Updated on 2022-03-13 GMT+08:00

Batch and Timeout

For most models, especially small models, chip inference using batch input brings performance improvement. Batch inference greatly improves the data throughput and chip utilization. Although a certain amount of latency is generated, the overall performance of the system is improved. Therefore, to build a high-performance application, the input batch needs to be the largest batch allowed by the latency.

To make batch operations more simple and flexible, the Matrix module supports the timeout mechanism. Users can configure is_repeat_timeout_flag in the config file to set whether to enable timeout waiting, and configure wait_inputdata_max_time to set the timeout duration. If timeout parameters are set, the system transfers null pointers when calling the Process function after timeout. You need to compile the code logic for timeout processing, which stores the received data in a queue and performs inference until the received data is sufficient to form a batch. You can use the hiai::MultiTypeQueue queue provided by the Matrix module. To prevent data starvation, a timeout duration must be specified by using the timeout setting API based on the latency requirement of the application. When the timeout duration expires, the Matrix module calls the main processing flow of the engine.

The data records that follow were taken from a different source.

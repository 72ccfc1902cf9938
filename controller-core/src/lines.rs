//! Digital line catalog and the power-path driver seam.
//!
//! The interlock only ever sees four input levels and drives five outputs.
//! This module names those lines, records how they are wired on the
//! controller board, and defines the [`PowerPathDriver`] trait the firmware
//! and emulator implement to push output levels onto real (or simulated)
//! pins.

use core::fmt;

/// Identifier for the digital inputs sampled every cycle.
#[derive(Copy, Clone, Debug, Eq, PartialEq)]
pub enum InputLine {
    SystemSwitch,
    DischargeInhibit,
    ChargeInhibit,
    ChargerSelect,
}

impl InputLine {
    /// Deterministic index for lookups into [`ALL_INPUTS`].
    pub const fn as_index(self) -> usize {
        match self {
            InputLine::SystemSwitch => 0,
            InputLine::DischargeInhibit => 1,
            InputLine::ChargeInhibit => 2,
            InputLine::ChargerSelect => 3,
        }
    }
}

/// Identifier for the digital outputs driven by the controller.
#[derive(Copy, Clone, Debug, Eq, PartialEq)]
pub enum OutputLine {
    PowerReady,
    DischargeContactor,
    MpptContactor,
    ExternalContactor,
    Indicator,
}

impl OutputLine {
    /// Deterministic index for lookups into [`ALL_OUTPUTS`].
    pub const fn as_index(self) -> usize {
        match self {
            OutputLine::PowerReady => 0,
            OutputLine::DischargeContactor => 1,
            OutputLine::MpptContactor => 2,
            OutputLine::ExternalContactor => 3,
            OutputLine::Indicator => 4,
        }
    }

    /// Attempts to construct an [`OutputLine`] from a raw index.
    pub const fn from_index(index: usize) -> Option<Self> {
        match index {
            0 => Some(OutputLine::PowerReady),
            1 => Some(OutputLine::DischargeContactor),
            2 => Some(OutputLine::MpptContactor),
            3 => Some(OutputLine::ExternalContactor),
            4 => Some(OutputLine::Indicator),
            _ => None,
        }
    }

    /// Returns `true` for the two charger contactors that must never close together.
    pub const fn is_charger_contactor(self) -> bool {
        matches!(self, OutputLine::MpptContactor | OutputLine::ExternalContactor)
    }
}

impl fmt::Display for OutputLine {
    fn fmt(&self, f: &mut fmt::Formatter<'_>) -> fmt::Result {
        f.write_str(output_by_id(*self).name)
    }
}

/// Electrical level that means "active" for a line.
#[derive(Copy, Clone, Debug, Eq, PartialEq)]
pub enum LinePolarity {
    ActiveHigh,
    ActiveLow,
}

/// Bias applied to an input so an unplugged wire reads a defined level.
#[derive(Copy, Clone, Debug, Eq, PartialEq)]
pub enum InputBias {
    PullUp,
    PullDown,
}

/// Metadata describing how an input is routed on the board.
#[derive(Copy, Clone, Debug, Eq, PartialEq)]
pub struct InputLineInfo {
    pub id: InputLine,
    pub name: &'static str,
    pub mcu_pin: &'static str,
    pub terminal: &'static str,
    pub polarity: LinePolarity,
    pub bias: InputBias,
}

/// Metadata describing how an output is routed on the board.
#[derive(Copy, Clone, Debug, Eq, PartialEq)]
pub struct OutputLineInfo {
    pub id: OutputLine,
    pub name: &'static str,
    pub mcu_pin: &'static str,
    pub terminal: &'static str,
}

/// Compile-time catalog of every input line.
pub const ALL_INPUTS: [InputLineInfo; 4] = [
    // Low (or floating) keeps the enclosure off.
    InputLineInfo {
        id: InputLine::SystemSwitch,
        name: "SYS_SW",
        mcu_pin: "PB3",
        terminal: "IN0",
        polarity: LinePolarity::ActiveHigh,
        bias: InputBias::PullDown,
    },
    InputLineInfo {
        id: InputLine::DischargeInhibit,
        name: "DSG_INH",
        mcu_pin: "PB4",
        terminal: "IN1",
        polarity: LinePolarity::ActiveLow,
        bias: InputBias::PullUp,
    },
    InputLineInfo {
        id: InputLine::ChargeInhibit,
        name: "CHG_INH",
        mcu_pin: "PB5",
        terminal: "IN2",
        polarity: LinePolarity::ActiveLow,
        bias: InputBias::PullUp,
    },
    // High selects the MPPT controller, low the external charger.
    InputLineInfo {
        id: InputLine::ChargerSelect,
        name: "CHG_SEL",
        mcu_pin: "PB6",
        terminal: "IN3",
        polarity: LinePolarity::ActiveHigh,
        bias: InputBias::PullUp,
    },
];

/// Compile-time catalog of every output line.
pub const ALL_OUTPUTS: [OutputLineInfo; 5] = [
    OutputLineInfo {
        id: OutputLine::PowerReady,
        name: "BMS_READY",
        mcu_pin: "PA4",
        terminal: "OUT0",
    },
    OutputLineInfo {
        id: OutputLine::DischargeContactor,
        name: "DSG_CONT",
        mcu_pin: "PA5",
        terminal: "OUT1",
    },
    OutputLineInfo {
        id: OutputLine::MpptContactor,
        name: "MPPT_CONT",
        mcu_pin: "PA6",
        terminal: "OUT2",
    },
    OutputLineInfo {
        id: OutputLine::ExternalContactor,
        name: "EXT_CONT",
        mcu_pin: "PA7",
        terminal: "OUT3",
    },
    OutputLineInfo {
        id: OutputLine::Indicator,
        name: "STATUS_LED",
        mcu_pin: "PC6",
        terminal: "LED",
    },
];

/// Retrieve input metadata by identifier.
pub const fn input_by_id(id: InputLine) -> InputLineInfo {
    ALL_INPUTS[id.as_index()]
}

/// Retrieve output metadata by identifier.
pub const fn output_by_id(id: OutputLine) -> OutputLineInfo {
    ALL_OUTPUTS[id.as_index()]
}

/// Abstraction over the physical output drivers.
///
/// `true` always means "asserted" (contactor coil energised, LED lit). Writes
/// must take effect in call order; the break-before-make guarantee relies on
/// it.
pub trait PowerPathDriver {
    /// Drives a single output line.
    fn drive(&mut self, line: OutputLine, asserted: bool);

    /// Deasserts every output line.
    fn release_all(&mut self) {
        for info in ALL_OUTPUTS.iter() {
            self.drive(info.id, false);
        }
    }
}

/// Driver that performs no hardware interaction.
#[derive(Copy, Clone, Debug, Default)]
pub struct NoopPowerPathDriver;

impl NoopPowerPathDriver {
    /// Creates a new no-op driver.
    pub const fn new() -> Self {
        Self
    }
}

impl PowerPathDriver for NoopPowerPathDriver {
    fn drive(&mut self, _: OutputLine, _: bool) {}

    fn release_all(&mut self) {}
}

Users can obtain and process the data in the queue to avoid starvation.

If the model input is multiple batches and you want to send data of each batch to the model manager (inference engine) for inference, you need to add the following code logic:

  1. You need to apply for a buffer space on the device side to store the data of each batch.
  2. When the inference engine on the device side receives data of all batches, you need to combine the data and store it in the buffer space allocated in 1.
  3. You can use the data in batches stored in the buffer space for inference only when the number of received batches on the device side is the same as that required for model inference.